I'll start. At the end of 2016, I paid $2,500 for my WGSL service dog prospect. Despite a high purchase price, he was not a healthy guy. I spent over $3,000 on his emergency vet funds before he had to be put to sleep at 8 months old. We never found out what his problem was. Sometimes paying more isn't better!


----------



## Mei

I paid a total of 400$ for Mei. 200$ up front to reserve her then the other 200$ when the breeder let the pups go. 

I did partial AKC registration. Full registration would have been 800$, which is still a VERY good price for a purebred. We went with partial because we dont plan on breeding Mei. This was our breeders first litter too and she did awesome!


----------



## Cassidy's Mom

Cava is West German working line, and she was $1900. She will be 7 months old on Monday. 

Prior pups were a long time ago, so prices aren't that relevant today. Our WGSL dogs were purchased in 2004 and 2005, and our American line dogs were purchased in 1986 and 2000. Halo, the most recent, was $1200 in January 2009. She was also WGWL.


----------



## Sabis mom

Well, Lex-WL- was free from the breeder. She had been returned at 2 years because her owner was done with her. She had a CD, TD and a BH, then he decided he wanted a lab. She was used as a patrol dog but was semi-retired after a handler was caught kicking her all over the parking lot on camera. She had a few other mishaps that led my boss to finally retire her permanently at just shy of 3, and she came to me with a fear issue that required lifelong meds to keep her from chewing big holes in herself. Other then that she was healthy.
Bud-WL-was also free and I've told his story before. Healthy as a horse, lived to almost 14, never had a single issue beyond initial care but was suspected of having hemangio when I put him down.
Sabi was unknown breeding, cost me $200, probable ASL pet stock although several knowledgeable people stated that was not the case. She had HD and died full of cancer with advanced DM. However, for most of her life she had no issues other then a few injuries sustained on the job. In spite of extremely bad hips, she was sound and active for most of her 13 years.
Shadow was free, probable ASL pet stock although one of the dogs eventually seized from that property was a very pretty, registered and stolen WL intact female who was returned to her breeder. I stopped keeping track of her vet bills when it got too depressing, but I would hazard a guess that to date she has cost me somewhere near $30,000. Her first 2 years put me well over $20,000. I think her 5th year was about $4000. She has a weak heart, skin issues, joint problems, behavioral issues and allergies. Plus she is clumsy which has resulted in a number of injuries that required vet care. 
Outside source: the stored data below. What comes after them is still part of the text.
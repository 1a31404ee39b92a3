use thiserror::Error;

use crate::provider::ProviderId;

/// Why a single attempt against a source did not produce a usable value.
#[derive(Debug, Clone, PartialEq, Eq, Error)]
pub enum AttemptError {
    #[error("timeout")]
    Timeout,

    #[error("HTTP {0}")]
    Status(u16),

    #[error("{0}")]
    Transport(String),

    /// HTTP 200, but the body was missing, not a JSON object, or empty.
    #[error("empty or undecodable response body")]
    EmptyBody,

    /// The body decoded but the extracted value failed the validity check.
    #[error("response did not contain a valid value")]
    InvalidValue,
}

/// Final state of one source after all of its attempts were spent.
#[derive(Debug, Clone, PartialEq, Eq)]
pub struct SourceFailure {
    pub provider: ProviderId,
    pub attempts: u32,
    pub last_error: AttemptError,
}

/// Returned when every source of a query was exhausted.
///
/// Carries the echoed input parameters and the per-source failures, so the
/// caller can tell which providers were tried and how each one failed.
#[derive(Debug, Clone, PartialEq, Error)]
pub enum LookupError {
    #[error("failed to get bitcoin price in {currency}")]
    Price {
        currency: String,
        failures: Vec<SourceFailure>,
    },

    #[error("failed to get weather for {city}")]
    Weather {
        city: String,
        failures: Vec<SourceFailure>,
    },

    #[error("failed to get exchange rate {from_currency} -> {to_currency}")]
    ExchangeRate {
        from_currency: String,
        to_currency: String,
        failures: Vec<SourceFailure>,
    },
}

impl LookupError {
    pub fn failures(&self) -> &[SourceFailure] {
        match self {
            LookupError::Price { failures, .. }
            | LookupError::Weather { failures, .. }
            | LookupError::ExchangeRate { failures, .. } => failures,
        }
    }
}

#[cfg(test)]
mod tests {
    use super::*;

    #[test]
    fn attempt_error_messages() {
        assert_eq!(AttemptError::Timeout.to_string(), "timeout");
        assert_eq!(AttemptError::Status(503).to_string(), "HTTP 503");
        let refused = AttemptError::Transport("connection refused".into());
        assert_eq!(refused.to_string(), "connection refused");
    }

    #[test]
    fn lookup_error_echoes_inputs() {
        let err = LookupError::ExchangeRate {
            from_currency: "USD".into(),
            to_currency: "EUR".into(),
            failures: vec![SourceFailure {
                provider: ProviderId::Frankfurter,
                attempts: 1,
                last_error: AttemptError::Status(500),
            }],
        };

        assert_eq!(err.to_string(), "failed to get exchange rate USD -> EUR");
        assert_eq!(err.failures().len(), 1);
        assert_eq!(err.failures()[0].provider, ProviderId::Frankfurter);
    }
}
Both Bud and Lex sold as pups for $1200.


----------



## Hellish

May 2017 I paid $1,500 for east German working lines. "Seller will provide registration papers within 90 days of sale date including all signatures necessary for registration" and he has a great warranty on hips and health stuff also but since I haven't seen papers yet I am guessing the rest of those warranties will be as useless to me. AKC says he is in good standing with them but he is not answering me. He will surface on this board on occasion when discussion comes around to DDR dogs... 

So far the dog has been healthy and came to me healthy. (I don't count Pano flareups.) Temperament and drives are what I bargained for in looking at the eastern lines. It's a shame because the trainer is pushing us to title him and and asks if I had planned to breed him. She has her own Czech and WG breeding operation for K9 and PPD prospects. I believe her pups are going for $3500.


----------



## Dutchy

800 with no AKC.such a scam anyway

It's really area based. I think the average price for a GSD out here with AKC is like $1500-1600.


----------



## Jax08

Working line, from a reputable breeder, range from $1500-$2500. I would say most sell for $1800-$2000.


----------



## wolfstraum

In 2002 I paid $1500 for a puppy.

Today I see pups selling for $1500-2500 for working line pups.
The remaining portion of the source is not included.